Stop-loss insurance (also known as excess insurance) is an insurance coverage that provides protection against catastrophic or unpredictable losses. It is purchased by employers who have elected to self-insure their health insurance plans, but do not want to assume 100% of the liability for losses arising from the aggregate claims. Under a stop-loss policy, the insurance company becomes liable for losses that exceed certain limits called deductibles.
Specific stop-loss is the form of excess risk coverage that provides protection for the employer against a high dollar claim on any one individual. This is protection against abnormal severity of a single claim rather than abnormal frequency of claims in total. Specific stop-loss is also known as individual stop-loss.

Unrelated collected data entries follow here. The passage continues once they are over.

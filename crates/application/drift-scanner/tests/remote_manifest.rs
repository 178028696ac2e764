use std::net::SocketAddr;

use axum::extract::Query;
use axum::http::StatusCode;
use axum::response::IntoResponse;
use axum::routing::get;
use axum::{Json, Router};
use chrono::{TimeZone, Utc};
use drift_core::{FileInfo, Manifest};
use drift_scanner::{remote::scan_remote_at, ScanError};

fn sample_manifest() -> Manifest {
    let mut m = Manifest::new("/data");
    m.add(FileInfo::dir("Show", Utc.timestamp_opt(10, 0).unwrap()));
    m.add(FileInfo::file(
        "Show/e1.mkv",
        99,
        Utc.timestamp_opt(10, 0).unwrap(),
    ));
    m
}

#[derive(serde::Deserialize)]
struct PathQuery {
    #[serde(default)]
    path: String,
}

async fn start_server(fail: bool) -> (SocketAddr, tokio::task::JoinHandle<()>) {
    let app = Router::new().route(
        "/api/manifest",
        get(move |Query(q): Query<PathQuery>| async move {
            if fail {
                return StatusCode::INTERNAL_SERVER_ERROR.into_response();
            }
            // The sender always sends the path parameter, even when empty.
            let _ = q.path;
            Json(sample_manifest()).into_response()
        }),
    );
    let listener = tokio::net::TcpListener::bind("127.0.0.1:0").await.unwrap();
    let addr = listener.local_addr().unwrap();
    let handle = tokio::spawn(async move {
        axum::serve(listener, app).await.unwrap();
    });
    (addr, handle)
}

#[tokio::test]
async fn remote_scan_parses_the_receiver_manifest() {
    let (addr, handle) = start_server(false).await;
    let client = reqwest::Client::new();

    let manifest = scan_remote_at(&client, "127.0.0.1::media/Shows", None, addr.port())
        .await
        .unwrap();

    assert!(manifest.has_dir("Show"));
    assert_eq!(manifest.get_file("Show/e1.mkv").unwrap().size, 99);

    handle.abort();
}

#[tokio::test]
async fn remote_scan_uses_dest_host_fallback() {
    let (addr, handle) = start_server(false).await;
    let client = reqwest::Client::new();

    let manifest = scan_remote_at(&client, "::media", Some("127.0.0.1"), addr.port())
        .await
        .unwrap();
    assert!(manifest.has_file("Show/e1.mkv"));

    let err = scan_remote_at(&client, "::media", None, addr.port())
        .await
        .unwrap_err();
    assert!(matches!(err, ScanError::Remote { .. }));

    handle.abort();
}

#[tokio::test]
async fn non_200_is_a_remote_error() {
    let (addr, handle) = start_server(true).await;
    let client = reqwest::Client::new();

    let err = scan_remote_at(&client, "127.0.0.1::media", None, addr.port())
        .await
        .unwrap_err();
    assert!(matches!(err, ScanError::Remote { .. }));

    handle.abort();
}
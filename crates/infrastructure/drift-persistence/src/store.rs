use std::collections::HashMap;
use std::fs;
use std::io::Write;
use std::sync::atomic::{AtomicU64, Ordering};
use std::sync::{Mutex, RwLock};

use camino::{Utf8Path, Utf8PathBuf};
use tracing::warn;

use crate::{SettingsStore, StoreError, SyncEventRecord};

/// JSON-file settings store: one `settings.json` document plus an
/// append-only `events.log` (one JSON record per line). Writes go through
/// a temp file and an atomic rename.
pub struct FileSettingsStore {
    dir: Utf8PathBuf,
    settings: RwLock<HashMap<String, String>>,
}

impl FileSettingsStore {
    pub fn open(dir: impl AsRef<Utf8Path>) -> Result<Self, StoreError> {
        let dir = dir.as_ref().to_owned();
        fs::create_dir_all(&dir).map_err(|source| StoreError::Io {
            path: dir.to_string(),
            source,
        })?;

        let path = dir.join("settings.json");
        let settings = match fs::read_to_string(&path) {
            Ok(data) => match serde_json::from_str(&data) {
                Ok(map) => map,
                Err(e) => {
                    // A corrupt settings file heals to empty rather than
                    // wedging startup.
                    warn!(path = %path, error = %e, "discarding unreadable settings file");
                    let _ = fs::remove_file(&path);
                    HashMap::new()
                }
            },
            Err(_) => HashMap::new(),
        };

        Ok(Self {
            dir,
            settings: RwLock::new(settings),
        })
    }

    fn flush(&self, map: &HashMap<String, String>) -> Result<(), StoreError> {
        let path = self.dir.join("settings.json");
        let tmp = self.dir.join("settings.json.tmp");
        let data = serde_json::to_string_pretty(map)
            .map_err(|e| StoreError::Encoding(e.to_string()))?;
        fs::write(&tmp, data).map_err(|source| StoreError::Io {
            path: tmp.to_string(),
            source,
        })?;
        fs::rename(&tmp, &path).map_err(|source| StoreError::Io {
            path: path.to_string(),
            source,
        })
    }
}

impl SettingsStore for FileSettingsStore {
    fn get_setting(&self, key: &str) -> Result<Option<String>, StoreError> {
        Ok(self
            .settings
            .read()
            .unwrap_or_else(|e| e.into_inner())
            .get(key)
            .cloned())
    }

    fn save_setting(&self, key: &str, value: &str) -> Result<(), StoreError> {
        let mut map = self.settings.write().unwrap_or_else(|e| e.into_inner());
        map.insert(key.to_string(), value.to_string());
        self.flush(&map)
    }

    fn log_event(&self, event: &SyncEventRecord) -> Result<(), StoreError> {
        let path = self.dir.join("events.log");
        let line =
            serde_json::to_string(event).map_err(|e| StoreError::Encoding(e.to_string()))?;
        let mut file = fs::OpenOptions::new()
            .create(true)
            .append(true)
            .open(&path)
            .map_err(|source| StoreError::Io {
                path: path.to_string(),
                source,
            })?;
        writeln!(file, "{line}").map_err(|source| StoreError::Io {
            path: path.to_string(),
            source,
        })
    }

    fn add_traffic(&self, bytes: u64) -> Result<(), StoreError> {
        let mut map = self.settings.write().unwrap_or_else(|e| e.into_inner());
        let total = map
            .get("traffic_total")
            .and_then(|v| v.parse::<u64>().ok())
            .unwrap_or(0)
            .saturating_add(bytes);
        map.insert("traffic_total".to_string(), total.to_string());
        self.flush(&map)
    }
}

/// In-memory store for tests and dry runs.
#[derive(Default)]
pub struct MemorySettingsStore {
    settings: Mutex<HashMap<String, String>>,
    events: Mutex<Vec<SyncEventRecord>>,
    traffic: AtomicU64,
}

impl MemorySettingsStore {
    pub fn new() -> Self {
        Self::default()
    }

    pub fn events(&self) -> Vec<SyncEventRecord> {
        self.events.lock().unwrap_or_else(|e| e.into_inner()).clone()
    }

    pub fn traffic(&self) -> u64 {
        self.traffic.load(Ordering::Relaxed)
    }
}

impl SettingsStore for MemorySettingsStore {
    fn get_setting(&self, key: &str) -> Result<Option<String>, StoreError> {
        Ok(self
            .settings
            .lock()
            .unwrap_or_else(|e| e.into_inner())
            .get(key)
            .cloned())
    }

    fn save_setting(&self, key: &str, value: &str) -> Result<(), StoreError> {
        self.settings
            .lock()
            .unwrap_or_else(|e| e.into_inner())
            .insert(key.to_string(), value.to_string());
        Ok(())
    }

    fn log_event(&self, event: &SyncEventRecord) -> Result<(), StoreError> {
        self.events
            .lock()
            .unwrap_or_else(|e| e.into_inner())
            .push(event.clone());
        Ok(())
    }

    fn add_traffic(&self, bytes: u64) -> Result<(), StoreError> {
        self.traffic.fetch_add(bytes, Ordering::Relaxed);
        Ok(())
    }
}
//! Rsync-style target URI grammar:
//! `user@host::module[/subpath]` and `rsync://[user@]host[:port]/module[/subpath]`.

#[derive(Debug, Clone, PartialEq, Eq)]
pub struct TargetUri {
    pub user: Option<String>,
    pub host: String,
    pub port: Option<u16>,
    pub module: String,
    pub subpath: String,
}

pub fn is_remote_target(s: &str) -> bool {
    s.contains("::") || s.starts_with("rsync://")
}

pub fn parse_target(s: &str) -> Option<TargetUri> {
    if let Some(rest) = s.strip_prefix("rsync://") {
        let (authority, path) = rest.split_once('/')?;
        let (user, hostport) = match authority.split_once('@') {
            Some((u, h)) => (Some(u.to_string()), h),
            None => (None, authority),
        };
        let (host, port) = match hostport.rsplit_once(':') {
            Some((h, p)) if !p.is_empty() && p.bytes().all(|b| b.is_ascii_digit()) => {
                (h.to_string(), p.parse().ok())
            }
            _ => (hostport.to_string(), None),
        };
        let (module, subpath) = split_module(path);
        if host.is_empty() || module.is_empty() {
            return None;
        }
        Some(TargetUri {
            user,
            host,
            port,
            module,
            subpath,
        })
    } else if let Some((head, tail)) = s.split_once("::") {
        let (user, host) = match head.split_once('@') {
            Some((u, h)) => (Some(u.to_string()), h.to_string()),
            None => (None, head.to_string()),
        };
        let (module, subpath) = split_module(tail);
        if module.is_empty() {
            return None;
        }
        // Host may be empty here; callers fall back to the ambient DEST_HOST.
        Some(TargetUri {
            user,
            host,
            port: None,
            module,
            subpath,
        })
    } else {
        None
    }
}

fn split_module(path: &str) -> (String, String) {
    match path.split_once('/') {
        Some((module, subpath)) => (module.to_string(), subpath.trim_matches('/').to_string()),
        None => (path.to_string(), String::new()),
    }
}

/// Host a remote target points at, falling back to the ambient `DEST_HOST`.
pub fn host_of(target: &str, dest_host: Option<&str>) -> Option<String> {
    match parse_target(target) {
        Some(t) if !t.host.is_empty() => Some(t.host),
        _ => dest_host.filter(|h| !h.is_empty()).map(str::to_string),
    }
}

/// Normalize a target URI that points at the local identity into its local
/// data path `/data[/subpath]`. Returns None for foreign targets.
pub fn resolve_target_path(target: &str, dest_host: &str, dest_module: &str) -> Option<String> {
    let t = parse_target(target)?;
    let host = if t.host.is_empty() {
        dest_host.to_string()
    } else {
        t.host.clone()
    };
    if !host.eq_ignore_ascii_case(dest_host) || !t.module.eq_ignore_ascii_case(dest_module) {
        return None;
    }
    let mut path = String::from("/data");
    if !t.subpath.is_empty() {
        path.push('/');
        path.push_str(&t.subpath);
    }
    while path.contains("//") {
        path = path.replace("//", "/");
    }
    Some(path)
}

Aggregate stop-loss provides a ceiling on the total dollar amount of eligible expenses that an employer would pay during a contract period. The carrier reimburses the employer after the end of the contract period for aggregate claims that exceed the underwritten threshold (typically 25% more than underwritten).
Aggregating stop loss works in conjunction with Specific stop loss. Employers can choose to accept an aggregate amount of additional risk above and beyond the limits set per individual by the specific. The coverage allows an employer to reduce the cost of his specific stop loss premiums by accepting such risk. Only those dollars for any one surpassing their specific threshold are applied toward the Aggregating stop loss limit.
Frequently stop-loss coverage is written through a trust. Under a conventional group insurance arrangement, the policy is issued to the employer. With a trust, however, the trustee is the policyholder. Employers who apply and are accepted for stop-loss insurance are participating employers in the trust.
Each participating employer is given a participation certificate that outlines the benefits provided by the policy issued to the trustee.
Terminal Liability Protection works in conjunction with Aggregate Stop Loss. This coverage option allows for protection against Run Out claims after the contract has been terminated or ended. Run out claims occur because there are still claim costs that have yet to be submitted by hospitals and providers. Terminal Liability Protection covers a group against such claims for typically a six month period after a contract has been terminated or has moved to a different Third Party Administrator (TPA).